(Provided records)

//! Credential table in a local SQLite file
//!
//! Same columns as the hosted table. Timestamps are stored as RFC 3339
//! text in UTC with millisecond precision, so text order is time order.

use std::path::Path;
use std::sync::Arc;

use async_trait::async_trait;
use chrono::{DateTime, SecondsFormat, Utc};
use cleanplayer_core::CredentialRepository;
use cleanplayer_domain::{CleanPlayerError, CredentialRecord, Result as DomainResult};
use parking_lot::Mutex;
use rusqlite::{params, Connection, OptionalExtension, Row};
use tokio::task;
use tracing::debug;

use crate::errors::InfraError;

const CREATE_TABLE_SQL: &str = "
CREATE TABLE IF NOT EXISTS {table} (
    spotify_user_id    TEXT PRIMARY KEY NOT NULL,
    access_token       TEXT NOT NULL,
    refresh_token      TEXT NOT NULL,
    expires_in         INTEGER NOT NULL,
    token_generated_at TEXT NOT NULL,
    updated_at         TEXT NOT NULL
)";

/// `CredentialRepository` backed by SQLite
#[derive(Clone)]
pub struct SqliteCredentialRepository {
    conn: Arc<Mutex<Connection>>,
    table: String,
}

impl std::fmt::Debug for SqliteCredentialRepository {
    fn fmt(&self, f: &mut std::fmt::Formatter<'_>) -> std::fmt::Result {
        f.debug_struct("SqliteCredentialRepository").field("table", &self.table).finish()
    }
}

impl SqliteCredentialRepository {
    /// Open (or create) the database file and ensure the table exists.
    ///
    /// # Errors
    /// Returns `CleanPlayerError::Config` for an invalid table name and
    /// `CleanPlayerError::Storage` if the file cannot be opened.
    pub fn open(path: impl AsRef<Path>, table: &str) -> DomainResult<Self> {
        let conn = Connection::open(path.as_ref()).map_err(map_sql_error)?;
        Self::from_connection(conn, table)
    }

    /// In-memory database, dropped with the last clone.
    ///
    /// # Errors
    /// See [`SqliteCredentialRepository::open`].
    pub fn open_in_memory(table: &str) -> DomainResult<Self> {
        let conn = Connection::open_in_memory().map_err(map_sql_error)?;
        Self::from_connection(conn, table)
    }

    fn from_connection(conn: Connection, table: &str) -> DomainResult<Self> {
        validate_table_name(table)?;
        conn.busy_timeout(std::time::Duration::from_secs(5)).map_err(map_sql_error)?;
        conn.execute_batch(&CREATE_TABLE_SQL.replace("{table}", table)).map_err(map_sql_error)?;

        debug!(table, "SQLite credential store ready");
        Ok(Self { conn: Arc::new(Mutex::new(conn)), table: table.to_string() })
    }

    async fn run<T, F>(&self, op: F) -> DomainResult<T>
    where
        T: Send + 'static,
        F: FnOnce(&Connection, &str) -> rusqlite::Result<T> + Send + 'static,
    {
        let conn = Arc::clone(&self.conn);
        let table = self.table.clone();

        task::spawn_blocking(move || {
            let guard = conn.lock();
            op(&guard, &table).map_err(map_sql_error)
        })
        .await
        .map_err(|e| CleanPlayerError::Internal(format!("sqlite task failed: {e}")))?
    }
}

#[async_trait]
impl CredentialRepository for SqliteCredentialRepository {
    async fn upsert(&self, record: &CredentialRecord) -> DomainResult<()> {
        let record = record.clone();
        debug!(table = %self.table, user_id = %record.user_id, "Upserting credential record");

        self.run(move |conn, table| {
            let now = format_timestamp(Utc::now());
            conn.execute(
                &format!(
                    "INSERT INTO {table}
                        (spotify_user_id, access_token, refresh_token, expires_in,
                         token_generated_at, updated_at)
                     VALUES (?1, ?2, ?3, ?4, ?5, ?6)
                     ON CONFLICT(spotify_user_id) DO UPDATE SET
                        access_token = excluded.access_token,
                        refresh_token = excluded.refresh_token,
                        expires_in = excluded.expires_in,
                        token_generated_at = excluded.token_generated_at,
                        updated_at = excluded.updated_at"
                ),
                params![
                    record.user_id,
                    record.access_token,
                    record.refresh_token,
                    record.lifetime_seconds,
                    format_timestamp(record.issued_at),
                    now,
                ],
            )?;
            Ok(())
        })
        .await
    }

    async fn get(&self, user_id: &str) -> DomainResult<Option<CredentialRecord>> {
        let user_id = user_id.to_string();

        self.run(move |conn, table| {
            conn.query_row(
                &format!(
                    "SELECT spotify_user_id, access_token, refresh_token, expires_in,
                            token_generated_at
                     FROM {table} WHERE spotify_user_id = ?1"
                ),
                params![user_id],
                map_record_row,
            )
            .optional()
        })
        .await
    }

    async fn delete(&self, user_id: &str) -> DomainResult<()> {
        let user_id = user_id.to_string();
        debug!(table = %self.table, user_id = %user_id, "Deleting credential record");

        self.run(move |conn, table| {
            conn.execute(
                &format!("DELETE FROM {table} WHERE spotify_user_id = ?1"),
                params![user_id],
            )?;
            Ok(())
        })
        .await
    }

    async fn list_all(&self) -> DomainResult<Vec<CredentialRecord>> {
        self.run(|conn, table| {
            let mut stmt = conn.prepare(&format!(
                "SELECT spotify_user_id, access_token, refresh_token, expires_in,
                        token_generated_at
                 FROM {table} ORDER BY token_generated_at DESC"
            ))?;
            let records =
                stmt.query_map([], map_record_row)?.collect::<rusqlite::Result<Vec<_>>>()?;
            Ok(records)
        })
        .await
    }
}

fn map_record_row(row: &Row<'_>) -> rusqlite::Result<CredentialRecord> {
    let generated_at: String = row.get(4)?;
    let issued_at = DateTime::parse_from_rfc3339(&generated_at)
        .map(|ts| ts.with_timezone(&Utc))
        .map_err(|e| {
            rusqlite::Error::FromSqlConversionFailure(4, rusqlite::types::Type::Text, Box::new(e))
        })?;

    Ok(CredentialRecord::new(
        row.get::<_, String>(0)?,
        row.get::<_, String>(1)?,
        row.get::<_, String>(2)?,
        issued_at,
        row.get::<_, i64>(3)?,
    ))
}

fn format_timestamp(ts: DateTime<Utc>) -> String {
    ts.to_rfc3339_opts(SecondsFormat::Millis, true)
}

fn validate_table_name(table: &str) -> DomainResult<()> {
    let valid = !table.is_empty()
        && table.chars().all(|c| c.is_ascii_alphanumeric() || c == '_')
        && !table.starts_with(|c: char| c.is_ascii_digit());
    if valid {
        Ok(())
    } else {
        Err(CleanPlayerError::Config(format!("Invalid credential table name: {table}")))
    }
}

fn map_sql_error(err: rusqlite::Error) -> CleanPlayerError {
    InfraError::from(err).into()
}
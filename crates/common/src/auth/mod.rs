//! OAuth 2.0 Authorization Code + PKCE plumbing
//!
//! Provider-agnostic building blocks for the Spotify accounts service (or
//! any RFC 6749 server that accepts public clients):
//!
//! - **[`pkce`]**: RFC 7636 verifier generation and S256 challenge derivation
//! - **[`types`]**: `OAuthConfig`, token endpoint responses and errors
//! - **[`client`]**: reqwest-backed token exchanger (code and refresh grants)
//! - **[`traits`]**: the `TokenExchanger` seam used by the lifecycle manager
//!
//! ```text
//! login ──► PKCEChallenge::generate ──► OAuthClient::authorization_url
//!                                              │ (user agent redirect)
//! callback ──► OAuthClient::exchange_code(code, verifier) ──► TokenGrant
//! stale   ──► OAuthClient::refresh(refresh_token)         ──► TokenGrant
//! ```
//!
//! No client secret and no `state` parameter are used; the verifier is the
//! only proof of origin.

#[cfg(feature = "platform")]
pub mod client;
pub mod pkce;
#[cfg(feature = "platform")]
pub mod traits;
pub mod types;

#[cfg(feature = "platform")]
pub use client::{OAuthClient, OAuthClientError};
pub use pkce::{generate_code_challenge, generate_code_verifier, PKCEChallenge, PkceError};
#[cfg(feature = "platform")]
pub use traits::TokenExchanger;
pub use types::{OAuthConfig, OAuthError, TokenGrant, TokenResponse};
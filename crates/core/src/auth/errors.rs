//! Lifecycle error kinds
//!
//! Every failure the manager can report. None of these escape the public
//! `get_usable_token`/`login`/`complete_login` calls; they are logged and
//! turned into session events. The `try_*` variants return them as-is.

use cleanplayer_common::auth::OAuthClientError;
use cleanplayer_domain::CleanPlayerError;
use thiserror::Error;

#[derive(Debug, Clone, PartialEq, Eq, Error)]
pub enum AuthError {
    /// Verifier/challenge generation failed; login aborted
    #[error("PKCE generation failed: {0}")]
    Pkce(String),

    /// Provider rejected the redirect URI. Configuration bug, never retried.
    #[error("Redirect URI rejected by provider: {0}")]
    RedirectMismatch(String),

    /// Authorization code invalid, expired or already consumed
    #[error("Authorization code exchange failed{}: {message}", status_suffix(.status))]
    TokenExchange { status: Option<u16>, message: String },

    /// Profile endpoint rejected the token
    #[error("Identity resolution failed: {0}")]
    IdentityResolution(String),

    /// Refresh token invalid or revoked
    #[error("Token refresh failed{}: {message}", status_suffix(.status))]
    Refresh { status: Option<u16>, message: String },

    /// A credential store is unreachable or unconfigured
    #[error("Credential store unavailable: {0}")]
    StoreUnavailable(String),

    /// No credential is known for this session
    #[error("Login required")]
    LoginRequired,
}

fn status_suffix(status: &Option<u16>) -> String {
    status.map(|s| format!(" (HTTP {s})")).unwrap_or_default()
}

impl AuthError {
    /// Whether the session must restart from `NoCredential`.
    #[must_use]
    pub const fn is_terminal(&self) -> bool {
        !matches!(self, Self::IdentityResolution(_) | Self::StoreUnavailable(_))
    }

    #[must_use]
    pub const fn kind(&self) -> &'static str {
        match self {
            Self::Pkce(_) => "pkce",
            Self::RedirectMismatch(_) => "redirect_mismatch",
            Self::TokenExchange { .. } => "token_exchange",
            Self::IdentityResolution(_) => "identity_resolution",
            Self::Refresh { .. } => "refresh",
            Self::StoreUnavailable(_) => "store_unavailable",
            Self::LoginRequired => "login_required",
        }
    }

    pub(crate) fn from_exchange(err: &OAuthClientError) -> Self {
        match err {
            OAuthClientError::RedirectMismatch(msg) => Self::RedirectMismatch(msg.clone()),
            other => Self::TokenExchange { status: other.status(), message: other.to_string() },
        }
    }

    pub(crate) fn from_refresh(err: &OAuthClientError) -> Self {
        Self::Refresh { status: err.status(), message: err.to_string() }
    }

    pub(crate) fn store(err: &CleanPlayerError) -> Self {
        Self::StoreUnavailable(err.to_string())
    }

    pub(crate) fn identity(err: &CleanPlayerError) -> Self {
        Self::IdentityResolution(err.to_string())
    }
}
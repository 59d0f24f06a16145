//! PKCE (Proof Key for Code Exchange) implementation for OAuth 2.0
//!
//! Implements RFC 7636 for authorization without client secrets. The
//! verifier alphabet is `[A-Za-z0-9]`, a subset of the RFC's unreserved set.

use base64::engine::general_purpose::URL_SAFE_NO_PAD;
use base64::Engine;
use rand::distributions::Alphanumeric;
use rand::Rng;
use sha2::{Digest, Sha256};
use thiserror::Error;

pub use cleanplayer_domain::constants::{
    DEFAULT_VERIFIER_LENGTH, VERIFIER_MAX_LENGTH, VERIFIER_MIN_LENGTH,
};

/// PKCE generation failure
#[derive(Debug, Clone, PartialEq, Eq, Error)]
pub enum PkceError {
    #[error("verifier length {length} outside 43..=128")]
    InvalidLength { length: usize },
}

/// Generate a code verifier of exactly `length` alphanumeric characters
///
/// # Errors
/// Returns [`PkceError::InvalidLength`] if `length` is outside 43..=128.
pub fn generate_code_verifier(length: usize) -> Result<String, PkceError> {
    if !(VERIFIER_MIN_LENGTH..=VERIFIER_MAX_LENGTH).contains(&length) {
        return Err(PkceError::InvalidLength { length });
    }

    Ok(rand::thread_rng().sample_iter(&Alphanumeric).take(length).map(char::from).collect())
}

/// Derive the S256 code challenge: `BASE64URL(SHA256(ASCII(verifier)))`
#[must_use]
pub fn generate_code_challenge(verifier: &str) -> String {
    let hash = Sha256::digest(verifier.as_bytes());
    URL_SAFE_NO_PAD.encode(hash)
}

/// Verifier/challenge pair for one authorization round trip
///
/// The verifier stays on the device until the code exchange; the challenge
/// travels with the authorize redirect.
#[derive(Debug, Clone)]
pub struct PKCEChallenge {
    pub code_verifier: String,
    pub code_challenge: String,
}

impl PKCEChallenge {
    /// # Examples
    /// ```
    /// use cleanplayer_common::auth::pkce::PKCEChallenge;
    ///
    /// let pair = PKCEChallenge::generate(128).expect("valid length");
    /// assert_eq!(pair.code_verifier.len(), 128);
    /// ```
    ///
    /// # Errors
    /// Returns [`PkceError`] for an out-of-range verifier length.
    pub fn generate(length: usize) -> Result<Self, PkceError> {
        let code_verifier = generate_code_verifier(length)?;
        Ok(Self::from_verifier(code_verifier))
    }

    /// Rebuild the pair from a stored verifier.
    #[must_use]
    pub fn from_verifier(code_verifier: String) -> Self {
        let code_challenge = generate_code_challenge(&code_verifier);
        Self { code_verifier, code_challenge }
    }

    /// Always "S256"; the plain method is never offered.
    #[must_use]
    pub fn challenge_method(&self) -> &str {
        "S256"
    }
}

(End Provided records)

A word-for-word copy of the lines above from the one with "fn status_suffix(status: &Option<u16>)" through the one with "pub const fn is_terminal(&self)", inclusive, is the only output wanted.

fn status_suffix(status: &Option<u16>) -> String {
    status.map(|s| format!(" (HTTP {s})")).unwrap_or_default()
}

impl AuthError {
    /// Whether the session must restart from `NoCredential`.
    #[must_use]
    pub const fn is_terminal(&self) -> bool {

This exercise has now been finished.